[Tutor] Reading & printing lines from two different files

Danny Yoo dyoo@hkn.eecs.berkeley.edu
Mon, 10 Jun 2002 12:07:06 -0700 (PDT)


[Warning: this generator stuff depends on Python 2.2; we could mimic it
with Python 2.1, but it takes a little more work.]


> def generate_line(filename):
>     thisfile = open(filename, 'r')
>     for line in thisfile:
>         yield line

Actually, we can get this one for free --- Files implement the "iterators"
interface already, so we can say:

###
def generate_line(filename):
    return iter(open(file))
###

What this returns us is an "iterator", something that marches through, a
line at a time.  Here's an example that shows what a file iterator looks
like:

###
>>> file_iter = iter(open('/usr/share/dict/words'))
>>> file_iter
<xreadlines.xreadlines object at 0x8151760>
>>> file_iter.next()
'Aarhus\n'
>>> file_iter.next()
'Aaron\n'
>>> file_iter.next()
'Ababa\n'
>>> file_iter.next()
'aback\n'
>>> file_iter.next()
'abaft\n'
###


> while 1:
>     try:
>         print gen_one.next()
>         print gen_two.next()
>     except StopIteration:
>         break
>
> ==================================
>
> This does work here, tho it seems like an awful lot of code compared with
> your zip-and-readlines combination. Is there any simple way to explain why
> this is not such a memory hog?

readlines() sucks all of the lines into memory all at once, saving these
lines in a list.  Usually, this is a good thing, because it allows us to
look at any particular line --- we could look at line 42, or line 1009, or
line 4, or ... without having to do anything more than a simple list
element access.  What we get is the ability to "randomly-access" any line
in a file, and that's quite convenient.


But there is a cost to using readlines(): we load the whole file into
memory.  This becomes an issue if we're dealing with huge text files.
When we use iterators, we tell Python to sequentially march through our
sequence.  No more random access, but on the other hand, we only read a
line at a time.  So that's where the savings come in.
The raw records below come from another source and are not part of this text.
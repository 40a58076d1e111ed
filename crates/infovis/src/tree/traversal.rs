//! Depth-first traversal.
//!
//! Traversals are iterative, so deep trees cannot overflow the stack.
//! Children are visited in insertion order. A visitor's
//! [`pre_order`](DepthFirstVisitor::pre_order) may return `false` to skip a
//! node's subtree; [`post_order`](DepthFirstVisitor::post_order) runs for
//! every node whose `pre_order` returned `true`, after all its descendants.
//!
//! # Example
//!
//! ```
//! use infovis::{Tree, ROOT};
//! use infovis::traversal::{depth_first, FnVisitor};
//!
//! let tree = Tree::new();
//! let a = tree.add_node(ROOT).unwrap();
//! tree.add_node(a).unwrap();
//! tree.add_node(ROOT).unwrap();
//!
//! let mut seen = Vec::new();
//! let mut visitor = FnVisitor::from_pre_order(|node| {
//!     seen.push(node);
//!     node != a // do not descend below `a`
//! });
//! depth_first::visit(&tree, &mut visitor);
//! assert_eq!(seen, vec![ROOT, a, 3]);
//! ```

use super::{Tree, ROOT};

/// Callbacks invoked by a depth-first traversal.
pub trait DepthFirstVisitor {
    /// Called before the children of `node`. Return `false` to skip them.
    fn pre_order(&mut self, node: usize) -> bool {
        let _ = node;
        true
    }

    /// Called after the children of `node`.
    fn post_order(&mut self, node: usize) {
        let _ = node;
    }
}

/// A visitor built from closures.
pub struct FnVisitor<Pre, Post> {
    pre: Pre,
    post: Post,
}

impl<Pre, Post> FnVisitor<Pre, Post>
where
    Pre: FnMut(usize) -> bool,
    Post: FnMut(usize),
{
    /// Visitor with both callbacks.
    pub fn new(pre: Pre, post: Post) -> Self {
        Self { pre, post }
    }
}

impl<Pre> FnVisitor<Pre, fn(usize)>
where
    Pre: FnMut(usize) -> bool,
{
    /// Visitor with only a pre-order callback.
    pub fn from_pre_order(pre: Pre) -> Self {
        Self { pre, post: |_| {} }
    }
}

impl<Post> FnVisitor<fn(usize) -> bool, Post>
where
    Post: FnMut(usize),
{
    /// Visitor with only a post-order callback.
    pub fn from_post_order(post: Post) -> Self {
        Self { pre: |_| true, post }
    }
}

impl<Pre, Post> DepthFirstVisitor for FnVisitor<Pre, Post>
where
    Pre: FnMut(usize) -> bool,
    Post: FnMut(usize),
{
    fn pre_order(&mut self, node: usize) -> bool {
        (self.pre)(node)
    }

    fn post_order(&mut self, node: usize) {
        (self.post)(node)
    }
}

/// Depth-first walks.
pub mod depth_first {
    use super::{DepthFirstVisitor, Tree, ROOT};

    struct Frame {
        node: usize,
        children: Vec<usize>,
        cursor: usize,
    }

    /// Walk the whole tree from [`ROOT`].
    pub fn visit<V: DepthFirstVisitor + ?Sized>(tree: &Tree, visitor: &mut V) {
        visit_subtree(tree, ROOT, visitor);
    }

    /// Walk the subtree rooted at `root`. Does nothing if `root` is not live.
    pub fn visit_subtree<V: DepthFirstVisitor + ?Sized>(tree: &Tree, root: usize, visitor: &mut V) {
        if !tree.contains(root) || !visitor.pre_order(root) {
            return;
        }
        let mut stack = vec![Frame {
            node: root,
            children: tree.children(root),
            cursor: 0,
        }];
        while let Some(frame) = stack.last_mut() {
            match frame.children.get(frame.cursor).copied() {
                Some(child) => {
                    frame.cursor += 1;
                    if visitor.pre_order(child) {
                        stack.push(Frame {
                            node: child,
                            children: tree.children(child),
                            cursor: 0,
                        });
                    }
                }
                None => {
                    let node = frame.node;
                    stack.pop();
                    visitor.post_order(node);
                }
            }
        }
    }
}

/// Every live node in pre-order.
pub fn preorder(tree: &Tree) -> Vec<usize> {
    let mut nodes = Vec::with_capacity(tree.node_count());
    depth_first::visit(
        tree,
        &mut FnVisitor::from_pre_order(|node| {
            nodes.push(node);
            true
        }),
    );
    nodes
}

/// Every live node in post-order.
pub fn postorder(tree: &Tree) -> Vec<usize> {
    postorder_from(tree, ROOT)
}

/// The subtree rooted at `node` in post-order.
pub fn postorder_from(tree: &Tree, node: usize) -> Vec<usize> {
    let mut nodes = Vec::new();
    let mut visitor = FnVisitor::from_post_order(|node| nodes.push(node));
    depth_first::visit_subtree(tree, node, &mut visitor);
    nodes
}

#[cfg(test)]
mod tests {
    use super::*;

    /// ROOT -> 1 -> (2 -> 4, 3)
    fn sample() -> Tree {
        let tree = Tree::new();
        let a = tree.add_node(ROOT).unwrap();
        let b = tree.add_node(a).unwrap();
        tree.add_node(a).unwrap();
        tree.add_node(b).unwrap();
        tree
    }

    #[derive(Default)]
    struct Recorder {
        events: Vec<String>,
        skip: Option<usize>,
    }

    impl DepthFirstVisitor for Recorder {
        fn pre_order(&mut self, node: usize) -> bool {
            self.events.push(format!("<{node}"));
            Some(node) != self.skip
        }

        fn post_order(&mut self, node: usize) {
            self.events.push(format!("{node}>"));
        }
    }

    #[test]
    fn test_orders() {
        let tree = sample();
        assert_eq!(preorder(&tree), vec![0, 1, 2, 4, 3]);
        assert_eq!(postorder(&tree), vec![4, 2, 3, 1, 0]);
        assert_eq!(postorder_from(&tree, 2), vec![4, 2]);
    }

    #[test]
    fn test_pre_and_post_callbacks() {
        let tree = sample();
        let mut recorder = Recorder::default();
        depth_first::visit_subtree(&tree, 1, &mut recorder);
        assert_eq!(
            recorder.events,
            vec!["<1", "<2", "<4", "4>", "2>", "<3", "3>", "1>"]
        );
    }

    #[test]
    fn test_pre_order_false_skips_subtree() {
        let tree = sample();
        let mut recorder = Recorder {
            skip: Some(2),
            ..Default::default()
        };
        depth_first::visit(&tree, &mut recorder);
        assert!(!recorder.events.contains(&"<4".to_string()));
        assert!(!recorder.events.contains(&"2>".to_string()));
        assert!(recorder.events.contains(&"3>".to_string()));
    }

    #[test]
    fn test_dead_root_visits_nothing() {
        let tree = sample();
        tree.remove_row(2).unwrap();
        assert!(postorder_from(&tree, 2).is_empty());
        assert_eq!(preorder(&tree), vec![0, 1, 4, 3]);
    }

    #[test]
    fn test_fn_visitor_both() {
        let tree = sample();
        let mut pre = Vec::new();
        let mut post = Vec::new();
        let mut visitor = FnVisitor::new(
            |node| {
                pre.push(node);
                true
            },
            |node| post.push(node),
        );
        depth_first::visit(&tree, &mut visitor);
        drop(visitor);
        assert_eq!(pre.len(), 5);
        assert_eq!(post.last(), Some(&ROOT));
    }
}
Here's a way of having the best of both works: making this look nice, and
having it be efficient too:

###
def zipiter(*sequences):
    """A generator version of the zip() function."""
    sequence_iters = [iter(seq) for seq in sequences]
    while 1:
        next_row = [seq_iter.next() for seq_iter in sequence_iters]
        yield tuple(next_row)


def printAlternatingLines(file1, file2):
    for (line1, line2) in zipiter(file1, file2):
        print line1
        print line2
###

(Warning: I have not tested this code yet.  I know this is going to bite
me, so I'll double check this tonight to make sure it works.)




> One thing I'm not sure of in the example above is where to put the
> thisfile.close() line to close those files again. My computer doesn't
> seem any worse for not closing them, but it does seem like bad
> manners...

We can leave it off in many cases, since Python will garbage collect files
that aren't accessible.  However, if we're writing some content into a
file, closing the file explicitely is a good idea, just to make sure our
mess is cleaned up.  *grin*

(Actually, the Jython variant of Python requires explicit file closing()
when we write.  See:

    http://www.jython.org/cgi-bin/faqw.py?req=show&file=faq03.008.htp

for more details.)



Hope this helps!